I still believe musicians are modern-day prophets. I also know that music evokes such strong emotions and memories that if not, then Woodstock would just be a cute yellow bird in a cartoon; Amazing Grace wouldn’t be the most widely recognized hymn in the world; and our National Anthem wouldn’t pierce the hearts of different people for different reasons.
What music brings back a sad moment for you? Well, then just think of a song that brings back good memories! Whatever you do, “Don’t Stop Believin’” that you can get “Good Vibrations” when you listen to “Your Song,” and you’ll eventually be “Dancin’ In The Streets.”
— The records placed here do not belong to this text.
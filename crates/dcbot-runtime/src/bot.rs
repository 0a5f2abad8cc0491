//! The polling loop.
//!
//! A [`Bot`] logs in once, then repeatedly fetches the newest page of the
//! feed, dispatches every message it has not seen before, and posts any
//! reply through the [`Courier`].  Between iterations it sleeps for the
//! configured interval.  The loop ends on a graceful abort request, a forced
//! abort, or an external interrupt; the `abort` hook runs exactly once on
//! every one of those paths.

use std::future::Future;
use std::sync::Arc;

use dcbot_kernel::{CommandHandler, CommandRegistry, DispatchOutcome, Dispatcher};

use crate::channel::{ChannelError, CommentChannel, Credentials, Message};
use crate::config::BotConfig;
use crate::dedup::DedupCache;
use crate::error::{Result, RuntimeError};
use crate::handle::{BotHandle, SessionState};
use crate::hooks::{HookKind, Hooks, LifecycleEvent};
use crate::send::{Courier, SendOutcome, SendPolicy};

/// Dispatcher specialised for the bot: commands receive the [`BotHandle`]
/// as context and the triggering [`Message`] as sender.
pub type BotDispatcher = Dispatcher<BotHandle, Message>;

/// Registry type commands are registered into.
pub type BotRegistry = CommandRegistry<BotHandle, Message>;

/// Why the polling loop stopped.
#[derive(Debug, Clone, Copy, PartialEq, Eq)]
pub enum LoopExit {
    /// An external interrupt abandoned the current iteration.
    Interrupted,
    /// A command forced an immediate stop.
    AbortedByCommand,
    /// A graceful abort drained the current iteration.
    Requested,
}

/// Result of one polling iteration.
#[derive(Debug, Clone, Copy, PartialEq, Eq)]
pub enum PollSignal {
    /// The page was handled; sleep and poll again.
    Continue,
    /// Fetching failed transiently; sleep and poll again without having
    /// touched the dedup cache.
    Retry,
    /// A forced abort was requested while handling the page.
    ForceAbort,
}

// ---------------------------------------------------------------------------
// Builder
// ---------------------------------------------------------------------------

/// Collects commands and hooks before the loop starts.
///
/// Registration is only possible here, so the command table is fixed by
/// the time [`Bot::run`] is called.
pub struct BotBuilder<Ch: ?Sized> {
    channel: Arc<Ch>,
    config: BotConfig,
    registry: BotRegistry,
    hooks: Hooks,
}

impl<Ch> BotBuilder<Ch>
where
    Ch: CommentChannel + ?Sized,
{
    pub fn new(channel: Arc<Ch>, config: BotConfig) -> Self {
        let registry = CommandRegistry::new(config.registry_config());
        Self {
            channel,
            config,
            registry,
            hooks: Hooks::new(),
        }
    }

    /// Register `handler` under every configured prefix.
    pub fn command<H>(mut self, handler: H) -> Result<Self>
    where
        H: CommandHandler<BotHandle, Message> + 'static,
    {
        self.registry.register(&self.config.prefixes, handler)?;
        Ok(self)
    }

    /// Register `handler` under an explicit set of prefixes.
    pub fn command_with_prefixes<P, H>(mut self, prefixes: &[P], handler: H) -> Result<Self>
    where
        P: AsRef<str>,
        H: CommandHandler<BotHandle, Message> + 'static,
    {
        self.registry.register(prefixes, handler)?;
        Ok(self)
    }

    pub fn hook<F, Fut>(mut self, kind: HookKind, handler: F) -> Self
    where
        F: Fn(BotHandle, LifecycleEvent) -> Fut + Send + Sync + 'static,
        Fut: Future<Output = ()> + Send + 'static,
    {
        self.hooks.on(kind, handler);
        self
    }

    /// Register a hook by event name; unknown names are an error.
    pub fn hook_named<F, Fut>(mut self, name: &str, handler: F) -> Result<Self>
    where
        F: Fn(BotHandle, LifecycleEvent) -> Fut + Send + Sync + 'static,
        Fut: Future<Output = ()> + Send + 'static,
    {
        self.hooks.on_named(name, handler)?;
        Ok(self)
    }

    pub fn build(self) -> Result<Bot<Ch>> {
        self.config.validate()?;
        tracing::debug!(
            commands = self.registry.len(),
            hooks = ?self.hooks,
            "bot assembled"
        );
        Ok(Bot {
            dedup: DedupCache::new(self.config.dedup_capacity, self.config.dedup_evict),
            policy: self.config.send_policy(),
            dispatcher: Dispatcher::new(self.registry),
            channel: self.channel,
            config: self.config,
            hooks: self.hooks,
            handle: BotHandle::new(),
            session: SessionState::default(),
        })
    }
}

// ---------------------------------------------------------------------------
// Bot
// ---------------------------------------------------------------------------

/// A configured bot bound to one comment channel.
pub struct Bot<Ch: ?Sized> {
    channel: Arc<Ch>,
    config: BotConfig,
    dispatcher: BotDispatcher,
    hooks: Hooks,
    handle: BotHandle,
    session: SessionState,
    dedup: DedupCache,
    policy: SendPolicy,
}

impl<Ch> Bot<Ch>
where
    Ch: CommentChannel + ?Sized,
{
    pub fn builder(channel: Arc<Ch>, config: BotConfig) -> BotBuilder<Ch> {
        BotBuilder::new(channel, config)
    }

    /// Control handle; clone it to abort or ban from another task.
    pub fn handle(&self) -> &BotHandle {
        &self.handle
    }

    pub fn session(&self) -> &SessionState {
        &self.session
    }

    pub fn dedup(&self) -> &DedupCache {
        &self.dedup
    }

    pub fn dispatcher(&self) -> &BotDispatcher {
        &self.dispatcher
    }

    pub fn config(&self) -> &BotConfig {
        &self.config
    }

    pub fn channel(&self) -> &Arc<Ch> {
        &self.channel
    }

    /// Log in and poll until aborted or interrupted with Ctrl-C.
    pub async fn run(&mut self, credentials: &Credentials) -> Result<LoopExit> {
        let interrupt = async {
            if let Err(e) = tokio::signal::ctrl_c().await {
                tracing::error!(error = %e, "cannot listen for Ctrl-C, interrupt disabled");
                std::future::pending::<()>().await;
            }
        };
        self.run_until(credentials, interrupt).await
    }

    /// Log in and poll until aborted or until `interrupt` resolves.
    ///
    /// A login failure returns before the loop starts and runs no hooks.
    pub async fn run_until<F>(&mut self, credentials: &Credentials, interrupt: F) -> Result<LoopExit>
    where
        F: Future<Output = ()>,
    {
        self.login(credentials).await?;

        let exit = tokio::select! {
            exit = self.poll_loop() => exit,
            () = interrupt => LoopExit::Interrupted,
        };

        match exit {
            LoopExit::Interrupted => tracing::warn!("interrupted, current iteration abandoned"),
            _ => tracing::info!(exit = ?exit, "polling stopped"),
        }
        self.hooks
            .fire(&self.handle, LifecycleEvent::Abort { exit })
            .await;
        Ok(exit)
    }

    async fn login(&self, credentials: &Credentials) -> Result<()> {
        tracing::info!(username = %credentials.username, "logging in");
        self.channel
            .login(credentials)
            .await
            .map_err(RuntimeError::Login)?;
        if !self.channel.is_authenticated() {
            return Err(RuntimeError::NotAuthenticated);
        }
        self.handle.set_name(&credentials.username);

        if !self.config.vpn && self.config.proxy_url.is_none() {
            tracing::warn!("no proxy or VPN configured, polling over a direct connection");
        }
        Ok(())
    }

    async fn poll_loop(&mut self) -> LoopExit {
        tracing::info!(
            bot = %self.handle.name(),
            commands = self.dispatcher.registry().len(),
            interval_secs = self.config.poll_interval_secs,
            "polling started"
        );

        loop {
            if self.handle.is_force_abort_requested() {
                return LoopExit::AbortedByCommand;
            }
            if self.handle.is_abort_requested() {
                return LoopExit::Requested;
            }

            if self.poll_once().await == PollSignal::ForceAbort {
                return LoopExit::AbortedByCommand;
            }

            tokio::select! {
                () = tokio::time::sleep(self.config.poll_interval()) => {}
                () = self.handle.abort_signalled() => {}
            }
        }
    }

    /// Run one iteration: fetch the newest page and handle unseen messages
    /// in feed order.
    pub async fn poll_once(&mut self) -> PollSignal {
        let page = match self.channel.fetch_latest_page().await {
            Ok(page) => page,
            Err(error @ ChannelError::Transient(_)) => {
                tracing::warn!(error = %error, "fetch failed, retrying next iteration");
                self.hooks
                    .fire(&self.handle, LifecycleEvent::DeadProxy { error })
                    .await;
                return PollSignal::Retry;
            }
            Err(error) => {
                tracing::error!(error = %error, "fetch refused, skipping iteration");
                return PollSignal::Continue;
            }
        };

        tracing::trace!(messages = page.len(), "page fetched");
        for message in page {
            if !self.dedup.insert(message.id) {
                continue;
            }
            self.handle_message(&message).await;
            if self.handle.is_force_abort_requested() {
                return PollSignal::ForceAbort;
            }
        }
        PollSignal::Continue
    }

    async fn handle_message(&mut self, message: &Message) {
        tracing::info!(
            message_id = message.id,
            sender = %message.sender.display_name,
            text = %message.text,
            "new message"
        );

        if message.sender.role.is_authority() {
            self.hooks
                .fire(
                    &self.handle,
                    LifecycleEvent::Authority {
                        message: message.clone(),
                    },
                )
                .await;
        }

        if self.handle.is_banned(message.sender.id) {
            tracing::debug!(sender = message.sender.id, "ignoring banned sender");
            return;
        }

        let outcome = self
            .dispatcher
            .dispatch(&self.handle, message, &message.text)
            .await;
        match outcome {
            DispatchOutcome::NoMatch => {}
            DispatchOutcome::Completed {
                command,
                reply: None,
            } => {
                tracing::debug!(command = %command, "command completed without reply");
            }
            DispatchOutcome::Completed {
                command,
                reply: Some(text),
            } => {
                tracing::debug!(command = %command, "command completed");
                if let SendOutcome::Failed { reason, attempts } = self.send(message, &text).await {
                    tracing::error!(
                        message_id = message.id,
                        reason = ?reason,
                        attempts,
                        "reply could not be delivered"
                    );
                    self.hooks
                        .fire(
                            &self.handle,
                            LifecycleEvent::SendFailed {
                                target: message.id,
                                reason,
                                attempts,
                            },
                        )
                        .await;
                }
            }
            DispatchOutcome::Failed { command, error } => {
                self.hooks
                    .fire(
                        &self.handle,
                        LifecycleEvent::CommandFailed {
                            command,
                            sender: message.sender.clone(),
                            error: error.to_string(),
                        },
                    )
                    .await;
            }
        }
    }

    /// Deliver `text` in reply to `target` using the session's current
    /// route.
    pub async fn send(&mut self, target: &Message, text: &str) -> SendOutcome {
        let courier = Courier {
            channel: &*self.channel,
            hooks: &self.hooks,
            handle: &self.handle,
            policy: &self.policy,
        };
        courier.send(&mut self.session, target, text).await
    }
}

impl<Ch: ?Sized> std::fmt::Debug for Bot<Ch> {
    fn fmt(&self, f: &mut std::fmt::Formatter<'_>) -> std::fmt::Result {
        f.debug_struct("Bot")
            .field("handle", &self.handle)
            .field("session", &self.session)
            .field("resident_ids", &self.dedup.len())
            .field("hooks", &self.hooks)
            .finish_non_exhaustive()
    }
}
For me, just a simple girl with a vivid memory, music is my salvation. I’ve spent the majority of my life so far with music in my head, my ears, and on my lips. When I was happy, it helped me spread joy. When I was terrified, it helped to soothe me. Music stirs, calms, smolders, rekindles, ignites, awakens, lulls us to sleep, makes us laugh, cry, uplifts us, brings us down to earth, divides, reunites, and speaks to hearts in all languages. All I really know is that when I was lost, music found me and led me back to the God of my youth, which turned my life into one of harmony.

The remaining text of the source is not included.